Directions for this task:
Go over these records and count the lines with the string "MatchRecord" in them; the count is all that should be returned.

Stored items:

******************************

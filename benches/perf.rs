use chrono::NaiveDate;
use criterion::{Criterion, criterion_group, criterion_main};
use rand::{Rng, SeedableRng};
use rand_chacha::ChaCha8Rng;
use std::hint::black_box;

use natrank::diagnostics::split_rhat;
use natrank::match_data::MatchRecord;
use natrank::model::ModelInput;
use natrank::posterior::PosteriorEnsemble;
use natrank::ratings::aggregate_ratings;
use natrank::registry::TeamRegistry;
use natrank::sampler::{SamplerConfig, sample_posterior};
use natrank::weighting::{DateSpan, match_weight};

fn synthetic_matches(teams: usize, rounds: usize) -> Vec<MatchRecord> {
    let mut rng = ChaCha8Rng::seed_from_u64(99);
    let start = NaiveDate::from_ymd_opt(2024, 1, 6).expect("valid date");
    let mut out = Vec::new();
    let mut day = 0i64;
    for _ in 0..rounds {
        for home in 0..teams {
            let away = (home + 1 + rng.gen_range(0..teams - 1)) % teams;
            out.push(MatchRecord {
                date: start + chrono::Duration::days(day),
                home_team: format!("Team {home:02}"),
                away_team: format!("Team {away:02}"),
                home_score: rng.gen_range(0..5),
                away_score: rng.gen_range(0..4),
                tournament: if day % 3 == 0 {
                    "FIFA World Cup qualification".to_string()
                } else {
                    "Friendly".to_string()
                },
                neutral: rng.gen_bool(0.2),
            });
            day = (day + 1) % 700;
        }
    }
    out
}

fn model_input(teams: usize, rounds: usize) -> (ModelInput, TeamRegistry) {
    let matches = synthetic_matches(teams, rounds);
    let registry = TeamRegistry::from_first_appearance(&matches, &[]);
    let span = DateSpan::of_matches(&matches).expect("non-empty matches");
    let input = ModelInput::build(&matches, &registry, &span).expect("input builds");
    (input, registry)
}

fn bench_gradient_eval(c: &mut Criterion) {
    let (input, _) = model_input(40, 15);
    let dim = input.layout().dim();
    let mut rng = ChaCha8Rng::seed_from_u64(5);
    let theta: Vec<f64> = (0..dim).map(|_| rng.gen_range(-0.3..0.3)).collect();
    let mut grad = vec![0.0; dim];

    c.bench_function("gradient_eval", |b| {
        b.iter(|| {
            let lp = input.log_posterior_and_grad(black_box(&theta), &mut grad);
            black_box(lp);
        })
    });
}

fn bench_match_weights(c: &mut Criterion) {
    let matches = synthetic_matches(32, 20);
    let span = DateSpan::of_matches(&matches).expect("non-empty matches");

    c.bench_function("match_weights", |b| {
        b.iter(|| {
            let total: f64 = matches
                .iter()
                .map(|m| match_weight(black_box(m), &span).expect("positive weight"))
                .sum();
            black_box(total);
        })
    });
}

fn bench_short_fit(c: &mut Criterion) {
    let (input, _) = model_input(4, 15);
    let config = SamplerConfig {
        chains: 1,
        iterations: 80,
        warmup: 40,
        target_accept: 0.9,
        seed: 17,
        ..SamplerConfig::default()
    };

    c.bench_function("short_fit", |b| {
        b.iter(|| {
            let output = sample_posterior(black_box(&input), &config).expect("fit runs");
            black_box(output.total_divergences());
        })
    });
}

fn bench_rating_aggregation(c: &mut Criterion) {
    let (input, registry) = model_input(40, 15);
    let layout = input.layout();
    let mut rng = ChaCha8Rng::seed_from_u64(3);
    let chains: Vec<Vec<Vec<f64>>> = (0..3)
        .map(|_| {
            (0..500)
                .map(|_| (0..layout.dim()).map(|_| rng.gen_range(-1.0..1.0)).collect())
                .collect()
        })
        .collect();
    let ensemble = PosteriorEnsemble::new(layout, chains);

    c.bench_function("rating_aggregation", |b| {
        b.iter(|| {
            let rows = aggregate_ratings(black_box(&registry), &ensemble).expect("aggregates");
            black_box(rows.len());
        })
    });
}

fn bench_split_rhat(c: &mut Criterion) {
    let mut rng = ChaCha8Rng::seed_from_u64(29);
    let chains: Vec<Vec<f64>> = (0..4)
        .map(|_| (0..1500).map(|_| rng.gen_range(-1.0..1.0)).collect())
        .collect();

    c.bench_function("split_rhat", |b| {
        b.iter(|| {
            black_box(split_rhat(black_box(&chains)));
        })
    });
}

criterion_group!(
    perf,
    bench_gradient_eval,
    bench_match_weights,
    bench_short_fit,
    bench_rating_aggregation,
    bench_split_rhat
);
criterion_main!(perf);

******************************

Completed exercise:
3